Editors' pick: Originally published Oct. 21.
Earlier in the week, Domino's served up one of the most mind-blowing third quarter earnings reports in the fast-food space so far this year. The pizza joint's U.S. same-store sales surged 13% from the prior year, marking the 22nd straight quarter of gains. Earnings spiked 43.3% year over year to 96 cents a share, surpassing analysts' estimates of 90 cents.
"It [our success] has really been about a few big, bold ideas that have a real effect for the customer -- we got our food right about six years ago, digital is working and the new loyalty program is helping," Doyle told TheStreet in an interview.
For Domino's, its strong quarter -- against a backdrop of sluggish spending on fast food due to people eating more at home amid falling supermarket prices -- could be boiled down to several reasons.
First is a relentless focus on making pizza easier to order on mobile devices. "The company has been benefiting from a steadily growing online/digital ordering mix that currently represents over 50% of domestic orders, and it has a long runway for growth," pointed out Bank of America Merrill Lynch analyst Gregory Francfort in a recent note. Case in point: In early September, Domino's introduced a bot for Facebook's (FB) - Get Report messaging platform that allows users to order pizzas straight from their chat.
Second, Domino's arch-rival Pizza Hut (owned by Yum!
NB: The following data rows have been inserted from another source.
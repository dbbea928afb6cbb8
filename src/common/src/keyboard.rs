//! Keyboard modifier and lock state flags.

use bitflags::bitflags;

bitflags! {
    /// Modifier keys currently held and lock keys currently engaged.
    #[derive(Debug, Clone, Copy, PartialEq, Eq, PartialOrd, Ord, Hash)]
    #[cfg_attr(feature = "serde", derive(serde::Serialize, serde::Deserialize))]
    pub struct Modifiers: u8 {
        /// Either shift key.
        const SHIFT       = 1 << 0;
        /// Either control key.
        const CTRL        = 1 << 1;
        /// Either alt key.
        const ALT         = 1 << 2;
        /// Caps lock engaged.
        const CAPS_LOCK   = 1 << 3;
        /// Num lock engaged.
        const NUM_LOCK    = 1 << 4;
        /// Scroll lock engaged.
        const SCROLL_LOCK = 1 << 5;

        /// The momentary modifiers, active only while held.
        const HELD = Self::SHIFT.bits() | Self::CTRL.bits() | Self::ALT.bits();
        /// The toggled lock keys.
        const LOCKS = Self::CAPS_LOCK.bits() | Self::NUM_LOCK.bits() | Self::SCROLL_LOCK.bits();
    }
}

impl Default for Modifiers {
    /// Power-on state: num-lock engaged, everything else off.
    fn default() -> Self {
        Modifiers::NUM_LOCK
    }
}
Brands (YUM) - Get Report ) continues to struggle with its marketing messages and digital ordering technology. That has allowed Domino's to take market share. Said Nomura analyst Mark Kalinowski, "We believe that continued woes by Pizza Hut in the U.S. -- which reported that its third-quarter same-store sales declined by 2% -- are largely Domino's gain, although Domino's certainly appears to be taking share from regional chains and independents as well."
Toss in building momentum behind Domino's digitally-based loyalty program, launched nationally late last year, and it's pretty easy to understand how the pizza chain baked up a savory quarter for investors.
Domino's really dismantled McDonald's during the third quarter.
As for McDonald's, it doesn't have a mobile ordering app or a rewards program in the U.S. yet. Both are reportedly in the works for a 2017 launch.
In the meantime, the lack of a digital presence for McDonald's shows up in the form of far weaker sales than the tech savvy Domino's.
McDonald's U.S. sales rose 1.3% in the third quarter, relatively in line with analyst estimates, but a slower pace than the 1.8% increase seen in the second quarter. In the first quarter, McDonald's U.S. same-store sales rose 5.4%.
The results were even more disappointing considering McDonald's aggressive TV marketing of its new Chicken Nuggets made without artificial ingredients during the Olympics and steady stream of ads for its all-day breakfast platform. As a result of the slowdown and tough year-ago comparisons, McDonald's may be on track to show a decline in sales in the U.S. for the fourth quarter.
"Investors are well prepared for a return to negative same-store sales in the fourth quarter," said analysts at Barclays in a recent note.
If Micky D's had mobile ordering, maybe its near-term outlook in the U.S. would be a little different.